Tutorial of dataRetrieval's newest features in R

This is a basic dataRetrieval tutorial for USGS water data in R in which we highlight new functionality for dataRetrieval and the new Water Data APIs.

Date Posted November 26, 2025 Last Updated July 28, 2026

Author Laura DeCicco
Althea Archer

Reading Time 10 minutes Share

What's on this page

This article will describe the R-package dataRetrieval , which simplifies the process of finding and retrieving water from the U.S. Geological Survey (USGS) and other agencies. We have recently released a new version of dataRetrieval to work with the modernized Water Data APIs . The new version of dataRetrieval has several benefits for new and existing users:

Human-readable function names and arguments written in “snake case” (e.g., read_waterdata_samples())
Customized functions for each of the Water Data API services (e.g., latest continuous values) plus a generic function that covers all services
API token registration option to overcome new limits on how many queries can be requested per IP address per hour. Visit https://api.waterdata.usgs.gov/signup/ for a token.
The new functions include ALL possible arguments that the web service APIs support
And, as always, continued development of dataRetrieval versions and documentation

Need help?

There are a lot of new changes and functionality being actively developed. Check back on the documentation often: dataRetrieval GitHub Page

When we find common issues people have with converting their old workflows, we will try to add articles to the dataRetrieval GitHub pages to clarify new workflows. If you have additional questions, email comptools@usgs.gov. General questions and bug reports can be reported through GitHub issues

This blog is not an exhaustive guide to all of the new functions, arguments, and capabilities of dataRetrieval. Instead, it demonstrates some common use cases for retrieving USGS water data information in R while highlighting how the new features work differently (and we would argue better) than the old features.
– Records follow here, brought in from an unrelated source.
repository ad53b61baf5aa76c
use super::constants::FALLBACK_FPS;

/// Geometry and rate negotiated with the input source. The sink is started
/// from these values, never from configuration.
#[derive(Clone, Debug, PartialEq)]
pub struct VideoMetadata {
    pub width: u32,
    pub height: u32,
    pub fps: f64,
    pub codec: String,
    pub source: String,
}

impl VideoMetadata {
    /// Bytes in one packed RGB24 frame.
    pub fn frame_len(&self) -> usize {
        self.width as usize * self.height as usize * 3
    }
}

/// Replaces an absent, non-positive, or NaN frame rate with [`FALLBACK_FPS`].
pub fn negotiate_fps(declared: Option<f64>) -> f64 {
    match declared {
        Some(fps) if fps.is_finite() && fps > 0.0 => fps,
        _ => FALLBACK_FPS,
    }
}

#[cfg(test)]
mod tests {
    use super::*;
    use rstest::rstest;

    #[test]
    fn test_frame_len() {
        let meta = VideoMetadata {
            width: 640,
            height: 480,
            fps: 30.0,
            codec: "h264".to_string(),
            source: "rtmp://localhost/live/in".to_string(),
        };
        assert_eq!(meta.frame_len(), 640 * 480 * 3);
    }

    #[rstest]
    #[case(Some(29.97), 29.97)]
    #[case(Some(60.0), 60.0)]
    #[case(Some(0.0), 20.0)]
    #[case(Some(-5.0), 20.0)]
    #[case(Some(f64::NAN), 20.0)]
    #[case(Some(f64::INFINITY), 20.0)]
    #[case(None, 20.0)]
    fn test_negotiate_fps(#[case] declared: Option<f64>, #[case] expected: f64) {
        assert_eq!(negotiate_fps(declared), expected);
    }
}
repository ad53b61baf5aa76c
/// ArcFace face embedder using ONNX Runtime.
///
/// Produces a 512-d descriptor per face crop. Vectors are L2-normalized so
/// a dot product between two of them is their cosine similarity.
use std::path::Path;

use super::execution_provider::load_session;
use crate::shared::math::l2_normalize;

const INPUT_SIZE: usize = 112;
const NORM_MEAN: f32 = 127.5;
const NORM_STD: f32 = 127.5;

pub struct ArcFaceEmbedder {
    session: ort::session::Session,
}

impl ArcFaceEmbedder {
    pub fn new(model_path: &Path) -> Result<Self, Box<dyn std::error::Error>> {
        Ok(Self {
            session: load_session(model_path)?,
        })
    }

    /// Embeds a packed RGB24 crop of `width` × `height` pixels.
    pub fn embed(
        &mut self,
        rgb_data: &[u8],
        width: u32,
        height: u32,
    ) -> Result<Vec<f32>, Box<dyn std::error::Error>> {
        if width == 0 || height == 0 {
            return Err("Cannot embed an empty crop".into());
        }

        let tensor = preprocess(rgb_data, width, height);
        let input_value = ort::value::Tensor::from_array(tensor)?;
        let outputs = self.session.run(ort::inputs![input_value])?;
        let embedding_array = outputs[0].try_extract_array::<f32>()?;
        let embedding_slice = embedding_array
            .as_slice()
            .ok_or("Cannot get embedding slice")?;

        let mut embedding = embedding_slice.to_vec();
        l2_normalize(&mut embedding);
        Ok(embedding)
    }
}

/// Resize crop to 112x112 (nearest, sampling pixel centres), scale to
/// [-1, 1], NCHW layout.
fn preprocess(rgb_data: &[u8], width: u32, height: u32) -> ndarray::Array4<f32> {
    let src_w = width as usize;
    let src_h = height as usize;

    let mut tensor = ndarray::Array4::<f32>::zeros((1, 3, INPUT_SIZE, INPUT_SIZE));

    for y in 0..INPUT_SIZE {
        let src_y = (((y as f64 + 0.5) * src_h as f64 / INPUT_SIZE as f64) as usize).min(src_h - 1);
        for x in 0..INPUT_SIZE {
            let src_x =
                (((x as f64 + 0.5) * src_w as f64 / INPUT_SIZE as f64) as usize).min(src_w - 1);
            let offset = (src_y * src_w + src_x) * 3;
            if let Some(px) = rgb_data.get(offset..offset + 3) {
                for (c, &v) in px.iter().enumerate() {
                    tensor[[0, c, y, x]] = (v as f32 - NORM_MEAN) / NORM_STD;
                }
            }
        }
    }

    tensor
}

#[cfg(test)]
mod tests {
    use super::*;
    use approx::assert_relative_eq;
    use rstest::rstest;

    #[test]
    fn test_preprocess_shape() {
        let tensor = preprocess(&[0u8; 20 * 10 * 3], 20, 10);
        assert_eq!(tensor.shape(), &[1, 3, 112, 112]);
    }

    #[rstest]
    #[case(0, -1.0)]
    #[case(127, (127.0 - 127.5) / 127.5)]
    #[case(255, 1.0)]
    fn test_preprocess_normalization(#[case] value: u8, #[case] expected: f32) {
        let tensor = preprocess(&[value; 4 * 4 * 3], 4, 4);
        assert_relative_eq!(tensor[[0, 0, 0, 0]], expected, epsilon = 1e-6);
        assert_relative_eq!(tensor[[0, 2, 111, 111]], expected, epsilon = 1e-6);
    }

    #[test]
    fn test_preprocess_keeps_channel_order() {
        // Single pure-red pixel upscaled to the whole input.
        let tensor = preprocess(&[255, 0, 0], 1, 1);
        assert_relative_eq!(tensor[[0, 0, 50, 50]], 1.0);
        assert_relative_eq!(tensor[[0, 1, 50, 50]], -1.0);
        assert_relative_eq!(tensor[[0, 2, 50, 50]], -1.0);
    }

    #[test]
    fn test_preprocess_short_buffer_leaves_zeros() {
        let tensor = preprocess(&[255u8; 3], 2, 2);
        assert_relative_eq!(tensor[[0, 0, 0, 0]], 1.0);
        assert_relative_eq!(tensor[[0, 0, 111, 111]], 0.0);
    }
}
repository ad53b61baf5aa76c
use std::path::PathBuf;
use std::process;
use std::sync::Arc;

use clap::Parser;

use facestream_config::infrastructure::file_config_store::{FileConfigStore, DEFAULT_CONFIG_DIR};

mod error;
mod routes;

/// Serves per-stream configuration records over a small JSON API.
#[derive(Parser, Debug)]
#[command(name = "stream-config-server")]
struct Cli {
    /// Port to listen on.
    #[arg(long, default_value = "8080")]
    port: u16,

    /// Directory of stored configuration records.
    #[arg(long = "config_dir", default_value = DEFAULT_CONFIG_DIR)]
    config_dir: PathBuf,
}

#[tokio::main]
async fn main() {
    env_logger::Builder::from_env(env_logger::Env::default().default_filter_or("info")).init();

    if let Err(e) = run(Cli::parse()).await {
        eprintln!("Error: {e}");
        process::exit(1);
    }
}

async fn run(cli: Cli) -> Result<(), Box<dyn std::error::Error>> {
    let store = Arc::new(FileConfigStore::new(&cli.config_dir));
    let app = routes::create_router(store);

    let listener = tokio::net::TcpListener::bind(("0.0.0.0", cli.port)).await?;
    log::info!("Configuration API server listening on port {}", cli.port);
    log::info!("Storing configs in: {}", cli.config_dir.display());

    axum::serve(listener, app)
        .with_graceful_shutdown(shutdown_signal())
        .await?;
    log::info!("Configuration API server stopped");
    Ok(())
}

async fn shutdown_signal() {
    if let Err(e) = tokio::signal::ctrl_c().await {
        log::error!("Failed to listen for shutdown signal: {e}");
        std::future::pending::<()>().await;
    }
}
pub mod frame_annotator;
pub mod detection_cadence;
pub mod face_detector;
pub mod face_observation;
use super::config_error::ConfigStoreError;
use super::stored_stream_config::StoredStreamConfig;

/// Key-addressed store of per-stream configuration records.
pub trait ConfigStore: Send + Sync {
    /// Returns `Ok(None)` when no record exists for the key.
    fn load(&self, stream_key: &str) -> Result<Option<StoredStreamConfig>, ConfigStoreError>;

    /// Stores or overwrites the record under its `stream_key`.
    fn save(&self, record: &StoredStreamConfig) -> Result<(), ConfigStoreError>;

    /// Returns `Ok(false)` when there was nothing to delete.
    fn delete(&self, stream_key: &str) -> Result<bool, ConfigStoreError>;
}
use std::path::PathBuf;
use std::time::Duration;

use thiserror::Error;

use crate::shared::frame::Frame;

/// How the sink's process ended.
#[derive(Clone, Copy, Debug, PartialEq, Eq)]
pub enum SinkExit {
    /// Exited on its own. `None` when it was ended by a signal.
    Exited(Option<i32>),
    /// Did not exit within the shutdown timeout and was killed.
    Killed,
}

#[derive(Error, Debug)]
pub enum SinkError {
    #[error("failed to start encoder `{program}`: {source}")]
    Spawn {
        program: String,
        #[source]
        source: std::io::Error,
    },
    #[error("failed to create output directory {path}: {source}")]
    CreateOutputDir {
        path: PathBuf,
        #[source]
        source: std::io::Error,
    },
    #[error("encoder input closed (process exited)")]
    PipeClosed,
    #[error("failed to write frame to encoder: {0}")]
    Write(#[source] std::io::Error),
    #[error("failed waiting for encoder: {0}")]
    Wait(#[source] std::io::Error),
    #[error("frame is {actual} bytes, encoder expects {expected}")]
    FrameSize { expected: usize, actual: usize },
}

/// Consumer of annotated frames, typically an encoder process.
///
/// A write error is final: callers must stop writing and shut the sink
/// down with [`FrameSink::close_and_wait`].
pub trait FrameSink: Send {
    fn write(&mut self, frame: &Frame) -> Result<(), SinkError>;

    /// Signals end of input and waits up to `timeout` for the sink to finish,
    /// forcing it down afterwards.
    fn close_and_wait(&mut self, timeout: Duration) -> Result<SinkExit, SinkError>;
}
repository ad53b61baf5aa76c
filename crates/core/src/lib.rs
pub mod annotation;
pub mod detection;
pub mod identity;
pub mod pipeline;
pub mod shared;
pub mod video;
use facestream_config::domain::stream_config::InputSource;

use crate::shared::frame::{Frame, CHANNELS};
use crate::shared::video_metadata::VideoMetadata;
use crate::video::domain::video_reader::VideoReader;

use ffmpeg_next::format::Pixel;
use ffmpeg_next::software::scaling;
use ffmpeg_next::util::frame::video::Video;

/// Decodes frames from a file or network stream via ffmpeg-next
/// (libavformat + libavcodec).
///
/// Converts each decoded frame to RGB24 and wraps it in a [`Frame`]. The
/// output geometry is fixed by the first decoded frame; later frames are
/// rescaled to it if the stream changes resolution mid-run.
pub struct FfmpegReader {
    decoding: Option<Decoding>,
}

// Safety: FfmpegReader is only used from a single thread at a time.
// The raw pointers inside ffmpeg types are not shared across threads.
unsafe impl Send for FfmpegReader {}

struct Decoding {
    ictx: ffmpeg_next::format::context::Input,
    decoder: ffmpeg_next::decoder::Video,
    stream_index: usize,
    scaler: Option<Scaler>,
    /// Output geometry, settled on the first decoded frame.
    size: Option<(u32, u32)>,
    next_index: usize,
    flushing: bool,
    done: bool,
}

/// A scaler together with the input format it was built for.
struct Scaler {
    context: scaling::Context,
    input: (Pixel, u32, u32),
}

impl FfmpegReader {
    pub fn new() -> Self {
        Self { decoding: None }
    }
}

impl Default for FfmpegReader {
    fn default() -> Self {
        Self::new()
    }
}

impl VideoReader for FfmpegReader {
    fn open(&mut self, source: &InputSource) -> Result<VideoMetadata, Box<dyn std::error::Error>> {
        if let InputSource::File(path) = source {
            if !path.is_file() {
                return Err(format!("Input file not found: {}", path.display()).into());
            }
        }

        ffmpeg_next::init()?;
        if matches!(source, InputSource::Rtmp(_)) {
            ffmpeg_next::format::network::init();
        }

        let locator = source.locator();
        let ictx = ffmpeg_next::format::input(&locator)?;

        let stream = ictx
            .streams()
            .best(ffmpeg_next::media::Type::Video)
            .ok_or("No video stream found")?;

        let stream_index = stream.index();
        let codec_ctx = ffmpeg_next::codec::context::Context::from_parameters(stream.parameters())?;
        let decoder = codec_ctx.decoder().video()?;

        let rate = stream.avg_frame_rate();
        let rate = if rate.denominator() != 0 && rate.numerator() != 0 {
            rate
        } else {
            stream.rate()
        };
        let fps = if rate.denominator() != 0 {
            rate.numerator() as f64 / rate.denominator() as f64
        } else {
            0.0
        };

        let metadata = VideoMetadata {
            width: decoder.width(),
            height: decoder.height(),
            fps,
            codec: decoder
                .codec()
                .map(|c| c.name().to_string())
                .unwrap_or_default(),
            source: locator,
        };

        log::debug!(
            "Opened {source}: {}x{} @ {:.2} fps ({})",
            metadata.width,
            metadata.height,
            metadata.fps,
            metadata.codec
        );

        self.decoding = Some(Decoding {
            ictx,
            decoder,
            stream_index,
            scaler: None,
            size: None,
            next_index: 0,
            flushing: false,
            done: false,
        });

        Ok(metadata)
    }

    fn read_frame(&mut self) -> Result<Option<Frame>, Box<dyn std::error::Error>> {
        let decoding = self.decoding.as_mut().ok_or("FfmpegReader: not opened")?;
        decoding.next_frame()
    }

    fn close(&mut self) {
        self.decoding = None;
    }
}

impl Decoding {
    fn next_frame(&mut self) -> Result<Option<Frame>, Box<dyn std::error::Error>> {
        if self.done {
            return Ok(None);
        }

        if let Some(frame) = self.try_receive()? {
            return Ok(Some(frame));
        }

        if self.flushing {
            self.done = true;
            return Ok(None);
        }

        loop {
            let Some((stream, packet)) = self.ictx.packets().next() else {
                let _ = self.decoder.send_eof();
                self.flushing = true;
                if let Some(frame) = self.try_receive()? {
                    return Ok(Some(frame));
                }
                self.done = true;
                return Ok(None);
            };

            if stream.index() != self.stream_index {
                continue;
            }

            // Corrupt packets are common on live inputs; drop them.
            if let Err(e) = self.decoder.send_packet(&packet) {
                log::debug!("Dropping undecodable packet: {e}");
                continue;
            }

            if let Some(frame) = self.try_receive()? {
                return Ok(Some(frame));
            }
        }
    }

    fn try_receive(&mut self) -> Result<Option<Frame>, Box<dyn std::error::Error>> {
        let mut decoded = Video::empty();
        if self.decoder.receive_frame(&mut decoded).is_err() {
            return Ok(None);
        }

        let (width, height) = *self
            .size
            .get_or_insert((decoded.width(), decoded.height()));
        let input = (decoded.format(), decoded.width(), decoded.height());

        let scaler = match self.scaler.take() {
            Some(s) if s.input == input => s,
            _ => Scaler {
                context: scaling::Context::get(
                    input.0,
                    input.1,
                    input.2,
                    Pixel::RGB24,
                    width,
                    height,
                    scaling::Flags::BILINEAR,
                )?,
                input,
            },
        };
        let scaler = self.scaler.insert(scaler);

        let mut rgb_frame = Video::empty();
        scaler.context.run(&decoded, &mut rgb_frame)?;

        let pixels = extract_rgb_pixels(&rgb_frame, width, height);
        let frame = Frame::new(pixels, width, height, self.next_index);
        self.next_index += 1;
        Ok(Some(frame))
    }
}

/// Copies pixel data from an ffmpeg frame into a contiguous RGB buffer.
///
/// ffmpeg frames may have padding bytes at the end of each row (stride > width*3).
/// This function strips that padding to produce a tightly-packed pixel buffer.
fn extract_rgb_pixels(rgb_frame: &Video, width: u32, height: u32) -> Vec<u8> {
    let stride = rgb_frame.stride(0);
    let data = rgb_frame.data(0);
    let row_len = width as usize * CHANNELS;

    let mut pixels = Vec::with_capacity(row_len * height as usize);
    for row in 0..height as usize {
        let row_start = row * stride;
        pixels.extend_from_slice(&data[row_start..row_start + row_len]);
    }
    pixels
}
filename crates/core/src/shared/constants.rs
use std::time::Duration;

pub const YOLO_MODEL_NAME: &str = "yolo11n-pose_widerface.onnx";
pub const YOLO_MODEL_URL: &str =
    "https://github.com/neutrinographics/faceguard/releases/download/v0.1.0/yolo11n-pose_widerface.onnx";

pub const EMBEDDING_MODEL_NAME: &str = "w600k_r50.onnx";
pub const EMBEDDING_MODEL_URL: &str =
    "https://github.com/neutrinographics/faceguard/releases/download/v0.1.0/w600k_r50.onnx";

/// Used when the source declares no usable frame rate.
pub const FALLBACK_FPS: f64 = 20.0;

/// How long the encoder gets to flush after its input is closed.
pub const SINK_SHUTDOWN_TIMEOUT: Duration = Duration::from_secs(5);

/// Target HLS segment duration; keyframes are forced at this interval.
pub const HLS_SEGMENT_SECONDS: u32 = 2;

/// Segments kept in the rolling playlist.
pub const HLS_LIST_SIZE: u32 = 5;

pub const HLS_PLAYLIST_NAME: &str = "stream.m3u8";
pub const HLS_SEGMENT_PATTERN: &str = "segment_%04d.ts";

pub const LABEL_PREFIX: &str = "Person";
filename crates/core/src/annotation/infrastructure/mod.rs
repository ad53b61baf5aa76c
pub mod bitmap_font;
pub mod box_label_annotator;
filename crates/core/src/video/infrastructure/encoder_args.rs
//! Command lines for the external encoder process.
//!
//! Raw RGB24 frames arrive on stdin at the negotiated geometry and rate;
//! the tail of the command selects the publishing profile.

use facestream_config::domain::stream_config::OutputSink;

use crate::shared::constants::{
    HLS_LIST_SIZE, HLS_PLAYLIST_NAME, HLS_SEGMENT_PATTERN, HLS_SEGMENT_SECONDS,
};
use crate::shared::video_metadata::VideoMetadata;

const HLS_BITRATE: &str = "1500k";
const HLS_BUFFER_SIZE: &str = "3000k";

/// Keyframe interval that lines up with the HLS segment length.
pub fn hls_keyframe_interval(fps: f64) -> u32 {
    ((fps * HLS_SEGMENT_SECONDS as f64) as u32).max(1)
}

pub fn encoder_args(output: &OutputSink, meta: &VideoMetadata) -> Vec<String> {
    let mut args: Vec<String> = [
        "-y",
        "-f", "rawvideo",
        "-pix_fmt", "rgb24",
        "-s", &format!("{}x{}", meta.width, meta.height),
        "-r", &format!("{}", meta.fps),
        "-i", "-",
        "-c:v", "libx264",
        "-preset", "veryfast",
        "-tune", "zerolatency",
        "-pix_fmt", "yuv420p",
    ]
    .iter()
    .map(|s| s.to_string())
    .collect();

    match output {
        OutputSink::Rtmp(url) => {
            args.extend(["-f".to_string(), "flv".to_string(), url.clone()]);
        }
        OutputSink::Hls(dir) => {
            let keyint = hls_keyframe_interval(meta.fps).to_string();
            args.extend(
                [
                    "-g", &keyint,
                    "-keyint_min", &keyint,
                    "-sc_threshold", "0",
                    "-b:v", HLS_BITRATE,
                    "-maxrate", HLS_BITRATE,
                    "-bufsize", HLS_BUFFER_SIZE,
                    "-f", "hls",
                    "-hls_time", &HLS_SEGMENT_SECONDS.to_string(),
                    "-hls_list_size", &HLS_LIST_SIZE.to_string(),
                    "-hls_flags", "delete_segments",
                    "-hls_segment_filename",
                ]
                .iter()
                .map(|s| s.to_string()),
            );
            args.push(dir.join(HLS_SEGMENT_PATTERN).to_string_lossy().into_owned());
            args.push(dir.join(HLS_PLAYLIST_NAME).to_string_lossy().into_owned());
        }
    }

    args
}
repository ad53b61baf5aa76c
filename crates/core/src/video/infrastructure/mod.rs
pub mod encoder_args;
pub mod ffmpeg_process_sink;
pub mod ffmpeg_reader;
Globally defined output fields now also function as arguments

This is one of the more flexible and user-friendly features of the new dataRetrieval package. For all new retrieval functions, there are a set series of possible arguments that can be used to retrieve data. For example, with the dataRetrieval::read_waterdata_monitoring_location() function, input arguments can include:

monitoring_location_id such as "USGS-01491000", which would retrieve just this one unique monitoring location
hydrologic_unit_code such as "010600050203", which would retrieve all monitoring locations in this 12-unit hydrologic area
state_name such as "Maryland", which would retrieve all monitoring locations in this state

The cool thing now is that those are also fields that are returned: the input arguments and the returning field names are the same! You can use the properties argument in your retrieval function to return only the properties you want. To view a list of the arguments for a given function, view the Function Help page of the dataRetrieval site.The next two examples show you how to interchange between arguments for retrieval and the properties you retrieve.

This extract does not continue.